Deuxièmement, à la fois la méthode de l’annonce et ceux que la Maison Blanche a présentés comme les champions de cette cause signalent un engagement moins que total à lutter contre une « épidémie de haine ». En publiant un communiqué de presse plutôt qu’en annonçant une initiative interinstitutions avec ses dirigeants lors d’un événement en direct, la Maison Blanche a réduit l’impact de la décision de Biden. Le retrait de Biden de l’initiative est également révélateur, tout comme l’inclusion évidente de «l’islamophobie et des formes de violence associées» dans la charte de cette nouvelle organisation ad hoc. Cette dilution rappelle le genre de torsion politiquement correcte qui a transformé une résolution passée de la Chambre contre l’antisémitisme en une condamnation édulcorée des «expressions haineuses d’intolérance».

Troisièmement, l’orchestration d’une table ronde dirigée par Emhoff était un autre signal que ce ne sera pas un problème de premier plan. Et tandis que je félicite Emhoff lui-même d’avoir parlé avec courage et force contre les pourvoyeurs de haine, son leadership soutient le précédent consistant à imposer aux Juifs la responsabilité de combattre l’antisémitisme. Comme l’a reconnu Emhoff, c’est en fait « l’obligation de tout le monde de condamner ces actes ignobles », pas seulement ceux qui sont ciblés. En effet, c’est cette idée même qui anime l’effort que je mène à la Philos Action League pour être solidaire avec nos amis et voisins juifs.

Enfin, je m’inquiète de la façon dont la Maison Blanche a décidé d’organiser cette importante entreprise. Le groupe interinstitutions sera «dirigé» par le personnel du Conseil de politique intérieure et du Conseil de sécurité nationale. En règle générale, un leadership dispersé se prête aux embouteillages et aux querelles intestines lorsque l’urgence de la situation exige une action claire et décisive maintenant. Je ne suis pas non plus rassuré par l’appel du président pour que la première tâche du groupe soit l’élaboration d’une stratégie nationale de lutte contre l’antisémitisme. Le bilan de l’administration ici n’est pas brillant : 22 mois se sont écoulés avant qu’elle ne publie sa stratégie de sécurité nationale mandatée par le Congrès.

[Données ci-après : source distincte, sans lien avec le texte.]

//! # 配置管理模块 - 核心配置类型
//!
//! 应用配置（监听地址、密码、区域、上下文路径、是否监控）和连接配置文件。
//! 两者都支持 JSON 和 TOML 格式，按文件扩展名选择

use crate::error::AdminResult;
use crate::types::{ConnectionOptions, DEFAULT_MONGODB_PORT, MongoUriBuilder};
use rat_logger::{debug, info, warn};
use serde::de::DeserializeOwned;
use serde::{Deserialize, Serialize};
use std::collections::BTreeMap;
use std::path::Path;

/// 默认监听地址
pub const DEFAULT_HOST: &str = "127.0.0.1";
/// 默认监听端口
pub const DEFAULT_PORT: u16 = 1234;

/// 应用配置
#[derive(Debug, Clone, PartialEq, Serialize, Deserialize)]
pub struct AppConfig {
    /// 监听地址
    #[serde(default = "default_host")]
    pub host: String,
    /// 监听端口
    #[serde(default = "default_port")]
    pub port: u16,
    /// 管理界面密码
    #[serde(default, skip_serializing_if = "Option::is_none")]
    pub password: Option<String>,
    /// 界面语言
    #[serde(default, skip_serializing_if = "Option::is_none")]
    pub locale: Option<String>,
    /// 挂载的上下文路径（不含前导斜杠）
    #[serde(default, skip_serializing_if = "Option::is_none")]
    pub context: Option<String>,
    /// 是否启用服务器状态监控，只有显式设置为 `false` 时才关闭
    #[serde(default = "default_monitoring")]
    pub monitoring: bool,
}

fn default_host() -> String {
    DEFAULT_HOST.to_string()
}

fn default_port() -> u16 {
    DEFAULT_PORT
}

fn default_monitoring() -> bool {
    true
}

impl Default for AppConfig {
    fn default() -> Self {
        Self {
            host: default_host(),
            port: default_port(),
            password: None,
            locale: None,
            context: None,
            monitoring: default_monitoring(),
        }
    }
}

/// 应用配置文件的外层结构 `{ "app": { ... } }`
#[derive(Debug, Default, Serialize, Deserialize)]
struct AppConfigFile {
    #[serde(default)]
    app: AppConfig,
}

impl AppConfig {
    /// 从配置文件加载配置
    ///
    /// 文件不存在或为空时使用默认配置
    ///
    /// # 参数
    ///
    /// * `config_path` - 配置文件路径
    pub fn from_file<P: AsRef<Path>>(config_path: P) -> AdminResult<Self> {
        let config_path = config_path.as_ref();
        if !config_path.exists() {
            debug!("应用配置文件不存在，使用默认配置: {:?}", config_path);
            return Ok(Self::default());
        }

        let file: AppConfigFile = read_config_file(config_path)?;
        info!("从文件加载应用配置: {:?}", config_path);
        Ok(file.app)
    }

    /// 保存配置到文件
    ///
    /// # 参数
    ///
    /// * `config_path` - 配置文件路径
    pub fn save_to_file<P: AsRef<Path>>(&self, config_path: P) -> AdminResult<()> {
        let file = AppConfigFile { app: self.clone() };
        write_config_file(config_path.as_ref(), &file)?;
        info!("保存应用配置到文件: {:?}", config_path.as_ref());
        Ok(())
    }

    /// 使用进程环境变量覆盖配置
    pub fn apply_env(&mut self) {
        self.apply_env_with(|key| std::env::var(key).ok());
    }

    /// 使用给定的变量来源覆盖配置
    ///
    /// 支持 `HOST`、`PORT`、`PASSWORD`、`LOCALE`、`CONTEXT`、`MONITORING`
    pub fn apply_env_with<F>(&mut self, lookup: F)
    where
        F: Fn(&str) -> Option<String>,
    {
        if let Some(host) = non_empty(lookup("HOST")) {
            self.host = host;
        }
        if let Some(port) = non_empty(lookup("PORT")) {
            match port.parse::<u16>() {
                Ok(port) => self.port = port,
                Err(_) => warn!("环境变量 PORT 不是合法端口，忽略: {}", port),
            }
        }
        if let Some(password) = non_empty(lookup("PASSWORD")) {
            self.password = Some(password);
        }
        if let Some(locale) = non_empty(lookup("LOCALE")) {
            self.locale = Some(locale);
        }
        if let Some(context) = non_empty(lookup("CONTEXT")) {
            self.context = Some(context);
        }
        if let Some(monitoring) = non_empty(lookup("MONITORING")) {
            self.monitoring = !matches!(
                monitoring.to_ascii_lowercase().as_str(),
                "false" | "0" | "no" | "off"
            );
        }
    }

    /// 上下文路径，带前导斜杠；未设置时为空字符串
    pub fn context_path(&self) -> String {
        match self.context.as_deref().map(|c| c.trim_matches('/')) {
            Some(context) if !context.is_empty() => format!("/{}", context),
            _ => String::new(),
        }
    }

    /// 监听地址 `host:port`
    pub fn bind_address(&self) -> String {
        format!("{}:{}", self.host, self.port)
    }
}

/// 连接配置文件中的单个连接
#[derive(Debug, Clone, PartialEq, Serialize, Deserialize)]
pub struct ConnectionEntry {
    pub connection_string: String,
    #[serde(default, skip_serializing_if = "ConnectionOptions::is_empty")]
    pub connection_options: ConnectionOptions,
}

impl ConnectionEntry {
    pub fn new<S: Into<String>>(connection_string: S) -> Self {
        Self {
            connection_string: connection_string.into(),
            connection_options: ConnectionOptions::new(),
        }
    }
}

/// 连接配置文件 `{ "connections": { 名称: { connection_string, connection_options } } }`
#[derive(Debug, Clone, Default, PartialEq, Serialize, Deserialize)]
pub struct ConnectionsFile {
    #[serde(default)]
    pub connections: BTreeMap<String, ConnectionEntry>,
}

impl ConnectionsFile {
    /// 从文件加载连接配置
    ///
    /// 文件不存在或内容为空时视为没有任何连接
    pub fn from_file<P: AsRef<Path>>(config_path: P) -> AdminResult<Self> {
        let config_path = config_path.as_ref();
        if !config_path.exists() {
            debug!("连接配置文件不存在: {:?}", config_path);
            return Ok(Self::default());
        }

        let file: ConnectionsFile = read_config_file(config_path)?;
        info!(
            "从文件加载连接配置: {:?}, 共 {} 个连接",
            config_path,
            file.connections.len()
        );
        Ok(file)
    }

    /// 保存连接配置到文件
    pub fn save_to_file<P: AsRef<Path>>(&self, config_path: P) -> AdminResult<()> {
        write_config_file(config_path.as_ref(), self)?;
        info!("保存连接配置到文件: {:?}", config_path.as_ref());
        Ok(())
    }

    /// 添加或替换一个连接
    pub fn insert<N: Into<String>>(&mut self, name: N, entry: ConnectionEntry) {
        self.connections.insert(name.into(), entry);
    }

    pub fn remove(&mut self, name: &str) -> Option<ConnectionEntry> {
        self.connections.remove(name)
    }

    pub fn len(&self) -> usize {
        self.connections.len()
    }

    pub fn is_empty(&self) -> bool {
        self.connections.is_empty()
    }

    /// 使用进程环境变量生成的连接
    pub fn from_env() -> Option<(String, ConnectionEntry)> {
        Self::from_env_with(|key| std::env::var(key).ok())
    }

    /// 根据 `CONN_NAME`、`DB_HOST` 等变量生成一个连接
    ///
    /// 只有 `CONN_NAME` 和 `DB_HOST` 都存在时才生成；
    /// 用户名和密码都存在时才带认证信息，带认证时才带数据库名
    pub fn from_env_with<F>(lookup: F) -> Option<(String, ConnectionEntry)>
    where
        F: Fn(&str) -> Option<String>,
    {
        let name = non_empty(lookup("CONN_NAME"))?;
        let host = non_empty(lookup("DB_HOST"))?;

        let port = match non_empty(lookup("DB_PORT")) {
            Some(port) => match port.parse::<u16>() {
                Ok(port) => port,
                Err(_) => {
                    warn!("环境变量 DB_PORT 不是合法端口，使用默认端口: {}", port);
                    DEFAULT_MONGODB_PORT
                }
            },
            None => DEFAULT_MONGODB_PORT,
        };

        let mut builder = MongoUriBuilder::new(host).with_port(port);
        if let (Some(username), Some(password)) = (
            non_empty(lookup("DB_USERNAME")),
            non_empty(lookup("DB_PASSWORD")),
        ) {
            builder = builder.with_auth(username, password);
            if let Some(database) = non_empty(lookup("DB_NAME")) {
                builder = builder.with_database(database);
            }
        }

        Some((name, ConnectionEntry::new(builder.build_uri())))
    }

    /// 文件中没有任何连接时，加入环境变量生成的连接
    pub fn with_env_bootstrap(mut self) -> Self {
        if self.connections.is_empty() {
            if let Some((name, entry)) = Self::from_env() {
                info!("使用环境变量生成连接: {}", name);
                self.connections.insert(name, entry);
            }
        }
        self
    }
}

fn non_empty(value: Option<String>) -> Option<String> {
    value.filter(|v| !v.trim().is_empty())
}

fn is_toml(path: &Path) -> bool {
    path.extension().and_then(|s| s.to_str()) == Some("toml")
}

/// 读取配置文件，空文件视为 `{}`
fn read_config_file<T: DeserializeOwned + Default>(path: &Path) -> AdminResult<T> {
    let content = std::fs::read_to_string(path)?;
    if content.trim().is_empty() {
        return Ok(T::default());
    }

    if is_toml(path) {
        toml::from_str(&content)
            .map_err(|e| crate::admin_error!(config, format!("解析TOML配置文件失败: {}", e)))
    } else {
        serde_json::from_str(&content)
            .map_err(|e| crate::admin_error!(config, format!("解析JSON配置文件失败: {}", e)))
    }
}

fn write_config_file<T: Serialize>(path: &Path, value: &T) -> AdminResult<()> {
    let content = if is_toml(path) {
        toml::to_string_pretty(value)
            .map_err(|e| crate::admin_error!(config, format!("序列化TOML配置失败: {}", e)))?
    } else {
        serde_json::to_string_pretty(value)
            .map_err(|e| crate::admin_error!(config, format!("序列化JSON配置失败: {}", e)))?
    };

    if let Some(parent) = path.parent() {
        if !parent.as_os_str().is_empty() {
            std::fs::create_dir_all(parent)?;
        }
    }
    std::fs::write(path, content)?;
    Ok(())
}
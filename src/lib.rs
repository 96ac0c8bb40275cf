//! rat_mongo_monitor - MongoDB管理控制台核心
//!
//! 管理多个命名的 MongoDB 连接，周期性采集各服务器的运行状态，
//! 并把采集到的样本保存为可按时间查询的历史数据
//!
//! 三个核心组件：
//! - [`ConnectionPool`]：命名连接的注册表，负责语法校验、后台建立连接和状态跟踪
//! - [`MonitoringScheduler`]：固定间隔并行轮询所有连接
//! - [`StatsStore`]：按连接名称和时间戳索引的样本存储

// 导出所有公共模块
pub mod error;
pub mod types;
pub mod adapter;
pub mod pool;
pub mod store;
pub mod monitor;
pub mod config;

// 重新导出常用类型
pub use error::{AdminError, AdminResult};
pub use types::*;
pub use adapter::{ClientHandle, DatabaseDriver, DriverConnection};
#[cfg(feature = "mongodb-support")]
pub use adapter::{MongoConnection, MongoDriver};
pub use pool::{ConnectionPool, LoadReport, PoolConfig};
pub use store::{FileStatsStore, MemoryStatsStore, StatsStore};
pub use monitor::{
    ConnectionPoll, CycleReport, MonitorConfig, MonitoringScheduler, PollOutcome,
    SchedulerHandle,
};
pub use config::{
    AppConfig, ConnectionEntry, ConnectionsFile, MonitorConfigBuilder, PoolConfigBuilder,
};

// 日志系统导入
use rat_logger::info;

// 条件编译调试宏 - 只有在 debug 模式下才输出调试信息
#[cfg(debug_assertions)]
#[macro_export]
macro_rules! debug_log {
    ($($arg:tt)*) => {
        rat_logger::debug!($($arg)*);
    };
}

#[cfg(not(debug_assertions))]
#[macro_export]
macro_rules! debug_log {
    ($($arg:tt)*) => {
        // 在 release 模式下不输出调试信息
    };
}

/// 初始化rat_mongo_monitor库
///
/// 注意：日志系统由调用者自行初始化，本库不会自动初始化日志
pub fn init() {
    info!("{} 初始化完成", get_info());
}

/// 库版本信息
pub const VERSION: &str = env!("CARGO_PKG_VERSION");

/// 库名称
pub const NAME: &str = env!("CARGO_PKG_NAME");

/// 获取库信息
pub fn get_info() -> String {
    format!("{} v{}", NAME, VERSION)
}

L’équipe Biden a franchi une première étape importante et nécessaire. J’espère sincèrement que le groupe de travail du président sur l’antisémitisme avancera de toute urgence avec tout le poids du gouvernement américain et ne deviendra pas simplement un exercice de signalisation de vertu avec des plans et des déclarations sans action. J’espère aussi qu’il ne se polarisera pas et ne se transformera pas en un mécanisme pour attaquer la droite. Les preuves montrent clairement que l’antisémitisme émane des deux côtés du spectre politique. Pour y faire face, nous devons tous, y compris le président lui-même, nous opposer à l’antisémitisme où qu’il se produise.

CLIQUEZ ICI POUR EN SAVOIR PLUS SUR L’EXAMINATEUR DE WASHINGTON

Luke Moon est directeur adjoint du projet Philos et directeur de la Philos Action League.